Problem
Given a positive integer n, you can apply one of the following operations:
If n is even, replace n with n / 2.
If n is odd, replace n with either n + 1 or n - 1.
Return the minimum number of operations needed for n to become 1.
Testcases
Input: n = 7
Output: 4
Explanation: 7 -> 8 -> 4 -> 2 -> 1 or 7 -> 6 -> 3 -> 2 -> 1
Initial Result
Time spent: 30 min
Pass with slow solution.
Initial Approach
I used backtracking while maintaining the number itself and the step count as state. I also made the function recursively return the number of steps.
What I Missed
If we look at odd numbers, we can find two subcases that allow us to decide to add or subtract 1 without backtracking.
- If the binary representation of a number ends in 11, then turning it into 1 takes 2 steps if you subtract 1 (11 to 10 to 1). If you add 1 instead, it becomes 00 with 1 added to a prior term (i.e. 3 to 4), and this decision takes us two steps further from obtaining 1.

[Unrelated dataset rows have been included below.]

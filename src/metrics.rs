// SPDX-FileCopyrightText: 2025 Hyperpolymath
// SPDX-License-Identifier: PMPL-1.0-or-later

//! Prometheus counters for the hub.

use crate::handlers::AppState;
use crate::validator::HubMode;
use axum::{extract::State, http::header, response::IntoResponse};
use prometheus::{Encoder, IntCounter, IntCounterVec, Opts, Registry, TextEncoder, TEXT_FORMAT};
use std::sync::Arc;
use tracing::error;

/// Counters shared by every handler; clones update the same series.
#[derive(Clone)]
pub struct HubMetrics {
    registry: Registry,
    notifications_accepted: IntCounter,
    requests_rejected: IntCounterVec,
    verifications: IntCounterVec,
    deliveries: IntCounterVec,
}

impl HubMetrics {
    pub fn new() -> prometheus::Result<Self> {
        let registry = Registry::new();

        let notifications_accepted = IntCounter::new(
            "hub_notifications_accepted_total",
            "Notifications accepted by an inbox",
        )?;
        let requests_rejected = IntCounterVec::new(
            Opts::new("hub_requests_rejected_total", "Requests rejected during validation"),
            &["endpoint"],
        )?;
        let verifications = IntCounterVec::new(
            Opts::new("hub_verifications_total", "Challenge verifications by mode and outcome"),
            &["mode", "outcome"],
        )?;
        let deliveries = IntCounterVec::new(
            Opts::new("hub_deliveries_total", "Notification deliveries by transport and outcome"),
            &["transport", "outcome"],
        )?;

        registry.register(Box::new(notifications_accepted.clone()))?;
        registry.register(Box::new(requests_rejected.clone()))?;
        registry.register(Box::new(verifications.clone()))?;
        registry.register(Box::new(deliveries.clone()))?;

        Ok(Self {
            registry,
            notifications_accepted,
            requests_rejected,
            verifications,
            deliveries,
        })
    }

    pub fn record_notification(&self) {
        self.notifications_accepted.inc();
    }

    pub fn record_rejection(&self, endpoint: &str) {
        self.requests_rejected.with_label_values(&[endpoint]).inc();
    }

    pub fn record_verification(&self, mode: HubMode, verified: bool) {
        self.verifications
            .with_label_values(&[mode.as_str(), outcome(verified)])
            .inc();
    }

    /// `transport` is either `callback` or `socket`.
    pub fn record_delivery(&self, transport: &str, delivered: bool) {
        self.deliveries
            .with_label_values(&[transport, outcome(delivered)])
            .inc();
    }

    /// Render all counters in the Prometheus text format.
    pub fn render(&self) -> String {
        let encoder = TextEncoder::new();
        let mut buffer = Vec::new();
        if let Err(err) = encoder.encode(&self.registry.gather(), &mut buffer) {
            error!(error = %err, "Failed to encode metrics");
            return String::from("# Error encoding metrics\n");
        }
        String::from_utf8(buffer).unwrap_or_else(|err| {
            error!(error = %err, "Metrics are not valid UTF-8");
            String::from("# Error encoding metrics\n")
        })
    }
}

fn outcome(ok: bool) -> &'static str {
    if ok {
        "success"
    } else {
        "failure"
    }
}

/// Metrics endpoint.
pub async fn metrics_handler(State(state): State<Arc<AppState>>) -> impl IntoResponse {
    ([(header::CONTENT_TYPE, TEXT_FORMAT)], state.metrics.render())
}
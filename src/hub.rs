// SPDX-FileCopyrightText: 2025 Hyperpolymath
// SPDX-License-Identifier: PMPL-1.0-or-later

//! WebSub subscription hub.
//!
//! Requests are validated synchronously and acknowledged with 202. The
//! challenge round trip and the registry change happen afterwards in a
//! background task whose outcome the requester never hears about.

use crate::error::HubError;
use crate::handlers::{reject, AppState};
use crate::validator::{HubMode, HubRequest};
use axum::{
    extract::{rejection::FormRejection, State},
    http::{header, HeaderMap, StatusCode},
    response::{IntoResponse, Response},
    Form,
};
use serde::Deserialize;
use std::sync::Arc;
use tracing::{info, warn};

/// Form fields of a subscription request.
#[derive(Debug, Default, Deserialize)]
pub struct HubForm {
    #[serde(rename = "hub.callback")]
    pub callback: Option<String>,
    #[serde(rename = "hub.mode")]
    pub mode: Option<String>,
    #[serde(rename = "hub.topic")]
    pub topic: Option<String>,
    #[serde(rename = "hub.lease_seconds")]
    pub lease_seconds: Option<String>,
}

/// `POST /hub`
pub async fn post_hub(
    State(state): State<Arc<AppState>>,
    headers: HeaderMap,
    form: Result<Form<HubForm>, FormRejection>,
) -> Response {
    let content_type = headers
        .get(header::CONTENT_TYPE)
        .and_then(|v| v.to_str().ok());
    if let Err(err) = state.validator.validate_hub_content_type(content_type) {
        return reject(&state, "hub", err).into_response();
    }

    let Form(form) = match form {
        Ok(form) => form,
        Err(rejection) => {
            let err = HubError::InvalidRequest(rejection.body_text());
            return reject(&state, "hub", err).into_response();
        }
    };

    let public_base = state.public_base(&headers);
    let request = match state
        .validator
        .validate_request(
            &public_base,
            form.callback.as_deref(),
            form.mode.as_deref(),
            form.topic.as_deref(),
            form.lease_seconds.as_deref(),
        )
        .await
    {
        Ok(request) => request,
        Err(err) => return reject(&state, "hub", err).into_response(),
    };

    info!(
        topic = %request.topic,
        callback = %request.callback,
        mode = %request.mode,
        lease_secs = request.lease_secs,
        "Subscription request accepted"
    );

    tokio::spawn(complete_request(Arc::clone(&state), request));

    StatusCode::ACCEPTED.into_response()
}

/// Verify intent with the callback, then commit the registry change.
///
/// Returns whether the change was committed.
pub async fn complete_request(state: Arc<AppState>, request: HubRequest) -> bool {
    if let Err(err) = state.verifier.verify(&request).await {
        warn!(
            topic = %request.topic,
            callback = %request.callback,
            mode = %request.mode,
            error = %err,
            "Verification failed, request discarded"
        );
        state.metrics.record_verification(request.mode, false);
        return false;
    }
    state.metrics.record_verification(request.mode, true);

    match request.mode {
        HubMode::Subscribe => {
            state
                .registry
                .put_callback(&request.topic, &request.callback, request.lease_secs)
                .await;
            info!(
                topic = %request.topic,
                callback = %request.callback,
                lease_secs = request.lease_secs,
                "Callback subscribed"
            );
        }
        HubMode::Unsubscribe => {
            let removed = state
                .registry
                .delete_callback(&request.topic, &request.callback)
                .await;
            info!(
                topic = %request.topic,
                callback = %request.callback,
                removed,
                "Callback unsubscribed"
            );
        }
    }
    true
}
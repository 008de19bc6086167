// SPDX-FileCopyrightText: 2025 Hyperpolymath
// SPDX-License-Identifier: PMPL-1.0-or-later

//! Error types for the notification hub.

use axum::{
    http::StatusCode,
    response::{IntoResponse, Response},
    Json,
};
use serde::Serialize;
use thiserror::Error;

/// Everything that can go wrong while validating or verifying a request.
#[derive(Debug, Error, Clone, PartialEq, Eq)]
pub enum HubError {
    #[error("Invalid request: {0}")]
    InvalidRequest(String),

    #[error("Invalid target: {0}")]
    InvalidTarget(String),

    #[error("Invalid topic: {0}")]
    InvalidTopic(String),

    #[error("Unsupported Content-Type: expected one of {expected:?}, got {actual:?}")]
    UnsupportedContentType {
        expected: Vec<String>,
        actual: Option<String>,
    },

    #[error("Could not fetch link metadata from {url}: {reason}")]
    FetchError { url: String, reason: String },

    #[error("Verification of {callback} failed: {reason}")]
    VerificationFailed { callback: String, reason: String },
}

impl HubError {
    /// Stable machine-readable code.
    pub fn code(&self) -> &'static str {
        match self {
            Self::InvalidRequest(_) => "INVALID_REQUEST",
            Self::InvalidTarget(_) => "INVALID_TARGET",
            Self::InvalidTopic(_) => "INVALID_TOPIC",
            Self::UnsupportedContentType { .. } => "UNSUPPORTED_CONTENT_TYPE",
            Self::FetchError { .. } => "FETCH_ERROR",
            Self::VerificationFailed { .. } => "VERIFICATION_FAILED",
        }
    }

    pub(crate) fn missing(param: &str) -> Self {
        Self::InvalidRequest(format!("Missing required parameter: {param}"))
    }
}

/// Error response body.
#[derive(Debug, Serialize)]
pub struct ErrorResponse {
    pub error: String,
    pub code: &'static str,
}

impl IntoResponse for HubError {
    fn into_response(self) -> Response {
        (
            StatusCode::BAD_REQUEST,
            Json(ErrorResponse {
                error: self.to_string(),
                code: self.code(),
            }),
        )
            .into_response()
    }
}

/// Result type alias
pub type Result<T> = std::result::Result<T, HubError>;

/// Failures while assembling the application state.
#[derive(Debug, Error)]
pub enum StartupError {
    #[error("Failed to build HTTP client: {0}")]
    Client(#[from] reqwest::Error),

    #[error("Failed to register metrics: {0}")]
    Metrics(#[from] prometheus::Error),
}

#[cfg(test)]
mod tests {
    use super::*;
    use axum::body::to_bytes;

    #[tokio::test]
    async fn test_error_renders_as_bad_request_with_message() {
        let response = HubError::InvalidTopic("hub link missing".to_string()).into_response();
        assert_eq!(response.status(), StatusCode::BAD_REQUEST);

        let body = to_bytes(response.into_body(), usize::MAX).await.unwrap();
        let json: serde_json::Value = serde_json::from_slice(&body).unwrap();
        assert_eq!(json["code"], "INVALID_TOPIC");
        assert_eq!(json["error"], "Invalid topic: hub link missing");
    }

    #[test]
    fn test_missing_parameter_message() {
        assert_eq!(
            HubError::missing("hub.topic").to_string(),
            "Invalid request: Missing required parameter: hub.topic"
        );
    }
}
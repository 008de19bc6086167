// SPDX-FileCopyrightText: 2025 Hyperpolymath
// SPDX-License-Identifier: PMPL-1.0-or-later

//! Linked Data Notifications inbox.
//!
//! One virtual inbox exists per target, addressed as
//! `/inbox?target=<url>`. A target opts in by advertising that URL as its
//! inbox; every request re-checks this before doing anything else.

use crate::dispatcher::Notification;
use crate::error::HubError;
use crate::handlers::{reject, AppState};
use crate::validator::inbox_url;
use axum::{
    body::Bytes,
    extract::{rejection::QueryRejection, Query, State},
    http::{header, HeaderMap, HeaderName, HeaderValue, StatusCode},
    response::{IntoResponse, Response},
    Json,
};
use serde::{Deserialize, Serialize};
use std::sync::Arc;
use tracing::{debug, info, warn};

const ACCEPT_POST: &str = "accept-post";
const ALLOW: &str = "GET, HEAD, OPTIONS, POST";
const LDP_CONTEXT: &str = "http://www.w3.org/ns/ldp";
const LD_JSON: &str = "application/ld+json";

#[derive(Debug, Deserialize)]
pub struct InboxQuery {
    #[serde(default)]
    pub target: Option<String>,
}

/// Unwrap the query string, turning a malformed one into a JSON 400.
fn inbox_query(
    state: &AppState,
    query: Result<Query<InboxQuery>, QueryRejection>,
) -> Result<InboxQuery, HubError> {
    query
        .map(|Query(query)| query)
        .map_err(|rejection| {
            reject(state, "inbox", HubError::InvalidRequest(rejection.body_text()))
        })
}

/// Inbox discovery document.
///
/// Notifications are forwarded, never stored, so `contains` is always empty.
#[derive(Debug, Serialize)]
pub struct InboxDocument {
    #[serde(rename = "@context")]
    pub context: &'static str,
    #[serde(rename = "@id")]
    pub id: String,
    #[serde(rename = "@type")]
    pub kind: &'static str,
    pub contains: Vec<String>,
}

/// `GET /inbox?target=...` (also answers HEAD).
pub async fn get_inbox(
    State(state): State<Arc<AppState>>,
    headers: HeaderMap,
    query: Result<Query<InboxQuery>, QueryRejection>,
) -> Response {
    let query = match inbox_query(&state, query) {
        Ok(query) => query,
        Err(err) => return err.into_response(),
    };
    let public_base = state.public_base(&headers);
    let target = match state
        .validator
        .validate_target(&public_base, query.target.as_deref())
        .await
    {
        Ok(target) => target,
        Err(err) => return reject(&state, "inbox", err).into_response(),
    };

    let document = InboxDocument {
        context: LDP_CONTEXT,
        id: inbox_url(&public_base, target),
        kind: "ldp:Container",
        contains: Vec::new(),
    };
    ([(header::CONTENT_TYPE, LD_JSON)], Json(document)).into_response()
}

/// `OPTIONS /inbox?target=...`: advertises accepted notification formats.
pub async fn options_inbox(
    State(state): State<Arc<AppState>>,
    headers: HeaderMap,
    query: Result<Query<InboxQuery>, QueryRejection>,
) -> Response {
    let query = match inbox_query(&state, query) {
        Ok(query) => query,
        Err(err) => return err.into_response(),
    };
    let public_base = state.public_base(&headers);
    if let Err(err) = state
        .validator
        .validate_target(&public_base, query.target.as_deref())
        .await
    {
        return reject(&state, "inbox", err).into_response();
    }

    let accept_post = match HeaderValue::from_str(&state.validator.accept_post()) {
        Ok(value) => value,
        Err(err) => {
            warn!(error = %err, "Configured content types are not a valid header value");
            return StatusCode::INTERNAL_SERVER_ERROR.into_response();
        }
    };

    (
        StatusCode::OK,
        [
            (HeaderName::from_static(ACCEPT_POST), accept_post),
            (header::ALLOW, HeaderValue::from_static(ALLOW)),
        ],
    )
        .into_response()
}

/// `POST /inbox?target=...`: accepts a notification and fans it out.
pub async fn post_inbox(
    State(state): State<Arc<AppState>>,
    headers: HeaderMap,
    query: Result<Query<InboxQuery>, QueryRejection>,
    body: Bytes,
) -> Response {
    let content_type = headers
        .get(header::CONTENT_TYPE)
        .and_then(|v| v.to_str().ok());

    if let Err(err) = state.validator.validate_inbox_content_type(content_type) {
        return reject(&state, "inbox", err).into_response();
    }

    let data: serde_json::Value = match serde_json::from_slice(&body) {
        Ok(data) => data,
        Err(err) => {
            let err = HubError::InvalidRequest(format!("Body is not valid JSON: {err}"));
            return reject(&state, "inbox", err).into_response();
        }
    };

    let query = match inbox_query(&state, query) {
        Ok(query) => query,
        Err(err) => return err.into_response(),
    };
    let public_base = state.public_base(&headers);
    let target = match state
        .validator
        .validate_target(&public_base, query.target.as_deref())
        .await
    {
        Ok(target) => target.to_string(),
        Err(err) => return reject(&state, "inbox", err).into_response(),
    };

    let notification = Arc::new(Notification {
        body,
        content_type: content_type.unwrap_or(LD_JSON).to_string(),
        data,
    });
    state.metrics.record_notification();
    info!(target_url = %target, bytes = notification.body.len(), "Notification accepted");

    let dispatcher = state.dispatcher.clone();
    tokio::spawn(async move {
        let summary = dispatcher.dispatch(&target, notification).await;
        debug!(target_url = %target, ?summary, "Dispatch finished");
    });

    StatusCode::ACCEPTED.into_response()
}
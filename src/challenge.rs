// SPDX-FileCopyrightText: 2025 Hyperpolymath
// SPDX-License-Identifier: PMPL-1.0-or-later

//! Subscriber intent verification.
//!
//! Before a (un)subscription is committed the hub asks the callback to
//! echo a fresh random challenge. Only a callback that cooperates can be
//! subscribed, so third parties cannot point the hub at a victim.

use crate::error::{HubError, Result};
use crate::validator::HubRequest;
use rand::RngCore;
use tracing::debug;

/// Random bytes per challenge (hex-encoded on the wire).
pub const CHALLENGE_BYTES: usize = 32;

/// Generate a fresh hex-encoded challenge from the OS RNG.
pub fn generate_challenge() -> String {
    let mut bytes = [0u8; CHALLENGE_BYTES];
    rand::rngs::OsRng.fill_bytes(&mut bytes);
    hex::encode(bytes)
}

/// Performs the challenge round trip against subscriber callbacks.
#[derive(Debug, Clone)]
pub struct ChallengeVerifier {
    client: reqwest::Client,
}

impl ChallengeVerifier {
    /// Create a verifier on top of a configured client.
    pub fn new(client: reqwest::Client) -> Self {
        Self { client }
    }

    /// Confirm the callback's intent for `request`.
    ///
    /// Succeeds only on a 2xx response whose body equals the challenge
    /// byte for byte.
    pub async fn verify(&self, request: &HubRequest) -> Result<()> {
        let challenge = generate_challenge();
        let lease = request.lease_secs.to_string();

        let response = self
            .client
            .get(&request.callback)
            .query(&[
                ("hub.mode", request.mode.as_str()),
                ("hub.topic", request.topic.as_str()),
                ("hub.challenge", challenge.as_str()),
                ("hub.lease_seconds", lease.as_str()),
            ])
            .send()
            .await
            .map_err(|e| failed(request, e.to_string()))?;

        let status = response.status();
        if !status.is_success() {
            return Err(failed(request, format!("callback responded with {status}")));
        }

        let body = response
            .bytes()
            .await
            .map_err(|e| failed(request, e.to_string()))?;

        if body.as_ref() != challenge.as_bytes() {
            debug!(callback = %request.callback, "Challenge not echoed");
            return Err(failed(request, "challenge mismatch"));
        }

        debug!(callback = %request.callback, mode = %request.mode, "Callback verified");
        Ok(())
    }
}

fn failed(request: &HubRequest, reason: impl Into<String>) -> HubError {
    HubError::VerificationFailed {
        callback: request.callback.clone(),
        reason: reason.into(),
    }
}
// SPDX-FileCopyrightText: 2025 Hyperpolymath
// SPDX-License-Identifier: PMPL-1.0-or-later

//! WebSocket push channel.
//!
//! A connection acts as its own callback. Clients send
//! `{"mode": "subscribe", "topic": "<url>"}` and receive `confirm` or
//! `reject` frames, followed by `notification` frames for every inbox
//! POST on a subscribed topic.
//!
//! A session ends when the peer closes, when it falls a full queue behind
//! on outbound frames, or when nothing (not even a pong) arrives for the
//! configured idle timeout.

use crate::error::{HubError, Result};
use crate::handlers::{reject, AppState};
use crate::registry::SessionId;
use crate::validator::{require, HubMode};
use axum::{
    extract::{
        ws::{Message, WebSocket, WebSocketUpgrade},
        State,
    },
    http::HeaderMap,
    response::Response,
};
use futures_util::{SinkExt, StreamExt};
use serde::{Deserialize, Serialize};
use std::sync::Arc;
use std::time::Duration;
use thiserror::Error;
use tokio::sync::mpsc::{self, error::TrySendError};
use tokio::sync::Notify;
use tokio::time::{interval_at, sleep_until, Instant, MissedTickBehavior};
use tracing::{debug, info, warn};
use uuid::Uuid;

/// Frame sent by a client.
#[derive(Debug, Clone, Deserialize)]
pub struct ClientMessage {
    #[serde(default)]
    pub mode: Option<String>,
    #[serde(default)]
    pub topic: Option<String>,
}

/// Frame sent by the hub.
#[derive(Debug, Clone, PartialEq, Serialize, Deserialize)]
#[serde(tag = "mode", rename_all = "lowercase")]
pub enum ServerMessage {
    Confirm {
        topic: String,
    },
    Reject {
        #[serde(default, skip_serializing_if = "Option::is_none")]
        topic: Option<String>,
        #[serde(default, skip_serializing_if = "Option::is_none")]
        reason: Option<String>,
    },
    Notification {
        data: serde_json::Value,
    },
}

/// Work queued for a connection's writer task.
#[derive(Debug)]
pub enum Outgoing {
    Frame(ServerMessage),
    Ping,
    Close,
}

/// A frame could not be queued for a connection.
#[derive(Debug, Error, Clone, Copy, PartialEq, Eq)]
pub enum PushError {
    #[error("socket session closed")]
    Closed,
    #[error("socket outbound queue full")]
    Full,
}

/// Push capability bound to a single connection.
///
/// Cloning is cheap. The outbound queue is bounded: a push that finds it
/// full fails with [`PushError::Full`] and flags the session as stalled,
/// which ends it. Sending after the connection closed returns
/// [`PushError::Closed`] and has no other effect.
#[derive(Debug, Clone)]
pub struct PushHandle {
    tx: mpsc::Sender<Outgoing>,
    stalled: Arc<Notify>,
}

impl PushHandle {
    /// A handle and the receiving end of its queue, holding at most
    /// `capacity` frames.
    pub fn channel(capacity: usize) -> (Self, mpsc::Receiver<Outgoing>) {
        let (tx, rx) = mpsc::channel(capacity.max(1));
        let push = Self {
            tx,
            stalled: Arc::new(Notify::new()),
        };
        (push, rx)
    }

    fn queue(&self, outgoing: Outgoing) -> std::result::Result<(), PushError> {
        self.tx.try_send(outgoing).map_err(|err| match err {
            TrySendError::Full(_) => {
                self.stalled.notify_one();
                PushError::Full
            }
            TrySendError::Closed(_) => PushError::Closed,
        })
    }

    /// Queue a frame for the connection.
    pub fn send(&self, message: ServerMessage) -> std::result::Result<(), PushError> {
        self.queue(Outgoing::Frame(message))
    }

    /// Queue a `notification` frame carrying `data`.
    pub fn notify(&self, data: &serde_json::Value) -> std::result::Result<(), PushError> {
        self.send(ServerMessage::Notification { data: data.clone() })
    }

    fn ping(&self) -> std::result::Result<(), PushError> {
        self.queue(Outgoing::Ping)
    }

    /// Ask the writer to close the connection after pending frames.
    pub fn close(&self) {
        let _ = self.queue(Outgoing::Close);
    }

    pub fn is_closed(&self) -> bool {
        self.tx.is_closed()
    }

    /// Resolves once a push found the queue full.
    pub async fn stalled(&self) {
        self.stalled.notified().await
    }
}

enum Flow {
    Continue,
    Close,
}

/// Why a session ended.
#[derive(Debug, Clone, Copy, PartialEq, Eq)]
enum Exit {
    Closed,
    Stalled,
    Idle,
}

impl Exit {
    fn as_str(self) -> &'static str {
        match self {
            Exit::Closed => "closed",
            Exit::Stalled => "stalled",
            Exit::Idle => "idle",
        }
    }
}

impl From<PushError> for Exit {
    fn from(err: PushError) -> Self {
        match err {
            PushError::Closed => Exit::Closed,
            PushError::Full => Exit::Stalled,
        }
    }
}

/// Time the writer gets to flush a close frame.
const CLOSE_GRACE: Duration = Duration::from_secs(5);

/// WebSocket upgrade endpoint.
pub async fn upgrade(
    ws: WebSocketUpgrade,
    State(state): State<Arc<AppState>>,
    headers: HeaderMap,
) -> Response {
    let public_base = state.public_base(&headers);
    ws.on_upgrade(move |socket| run_session(socket, state, public_base))
}

async fn run_session(socket: WebSocket, state: Arc<AppState>, public_base: String) {
    let session: SessionId = Uuid::new_v4();
    let settings = state.config.socket.clone();
    let (mut sink, mut stream) = socket.split();
    let (push, mut rx) = PushHandle::channel(settings.queue_capacity());
    info!(%session, "Socket connected");

    let mut writer = tokio::spawn(async move {
        while let Some(outgoing) = rx.recv().await {
            let frame = match outgoing {
                Outgoing::Frame(message) => match serde_json::to_string(&message) {
                    Ok(text) => Message::Text(text.into()),
                    Err(err) => {
                        warn!(%session, error = %err, "Failed to encode frame");
                        continue;
                    }
                },
                Outgoing::Ping => Message::Ping(Default::default()),
                Outgoing::Close => {
                    let _ = sink.send(Message::Close(None)).await;
                    break;
                }
            };
            if sink.send(frame).await.is_err() {
                break;
            }
        }
    });

    let idle_timeout = settings.idle_timeout();
    let ping_period = settings.ping_period();
    let mut ping = interval_at(Instant::now() + ping_period, ping_period);
    ping.set_missed_tick_behavior(MissedTickBehavior::Delay);
    let mut deadline = Instant::now() + idle_timeout;

    // Any inbound frame, pongs included, counts as liveness.
    let exit = loop {
        tokio::select! {
            frame = stream.next() => {
                deadline = Instant::now() + idle_timeout;
                let text = match frame {
                    Some(Ok(Message::Text(text))) => text,
                    Some(Ok(Message::Close(_))) | None => break Exit::Closed,
                    Some(Ok(_)) => continue,
                    Some(Err(err)) => {
                        debug!(%session, error = %err, "Socket read failed");
                        break Exit::Closed;
                    }
                };

                let flow =
                    handle_message(&state, &public_base, session, &push, text.as_str()).await;
                if let Flow::Close = flow {
                    push.close();
                    break Exit::Closed;
                }
            }
            _ = ping.tick() => {
                if let Err(err) = push.ping() {
                    break Exit::from(err);
                }
            }
            () = push.stalled() => break Exit::Stalled,
            () = sleep_until(deadline) => break Exit::Idle,
        }
    };

    // Graceful or not, nothing may keep pushing to this session.
    let removed = state.registry.remove_session(session).await;
    drop(push);
    if exit == Exit::Closed {
        if tokio::time::timeout(CLOSE_GRACE, &mut writer).await.is_err() {
            writer.abort();
        }
    } else {
        writer.abort();
    }
    info!(%session, removed, reason = exit.as_str(), "Socket disconnected");
}

async fn handle_message(
    state: &AppState,
    public_base: &str,
    session: SessionId,
    push: &PushHandle,
    text: &str,
) -> Flow {
    let message: ClientMessage = match serde_json::from_str(text) {
        Ok(message) => message,
        Err(err) => {
            let err = reject(
                state,
                "socket",
                HubError::InvalidRequest(format!("Malformed message: {err}")),
            );
            let _ = push.send(ServerMessage::Reject {
                topic: None,
                reason: Some(err.to_string()),
            });
            return Flow::Continue;
        }
    };

    let (mode, topic) = match validate_message(state, public_base, &message).await {
        Ok(validated) => validated,
        Err(err) => {
            let err = reject(state, "socket", err);
            let _ = push.send(ServerMessage::Reject {
                topic: message.topic.clone(),
                reason: Some(err.to_string()),
            });
            return Flow::Continue;
        }
    };

    match mode {
        HubMode::Subscribe => {
            state.registry.put_socket(topic, session, push.clone()).await;
            info!(%session, topic = %topic, "Socket subscription confirmed");
            let _ = push.send(ServerMessage::Confirm {
                topic: topic.to_string(),
            });
            Flow::Continue
        }
        HubMode::Unsubscribe => {
            state.registry.delete_socket(topic, session).await;
            info!(%session, topic = %topic, "Socket unsubscribed, closing");
            Flow::Close
        }
    }
}

async fn validate_message<'a>(
    state: &AppState,
    public_base: &str,
    message: &'a ClientMessage,
) -> Result<(HubMode, &'a str)> {
    let mode: HubMode = require("mode", message.mode.as_deref())?.parse()?;
    let topic = require("topic", message.topic.as_deref())?;
    state.validator.validate_topic(public_base, topic).await?;
    Ok((mode, topic))
}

- If the binary representation of a number ends in 01, then turning it into 1 takes 2 steps if we add 1 (01 to 10 to 1). If you subtract 1 instead, it becomes 00 and any further digits are still a distance of 2 from the decimal point. If there were no prior digits, we wouldn’t evaluate this case since 01 == 1.
Approach to the Solution
We can backtrack (recursively or with a loop). For each step, we can divide by 2 if the number is even or subtract 1 if the number equals 3 or ends in 11 otherwise; otherwise, we add 1. Keep a count of the number of steps and return when the number equals 1.
Key Takeaways
Practice some common bit manipulation (but for this one, really just practice evaluating properties of the last 2 bits).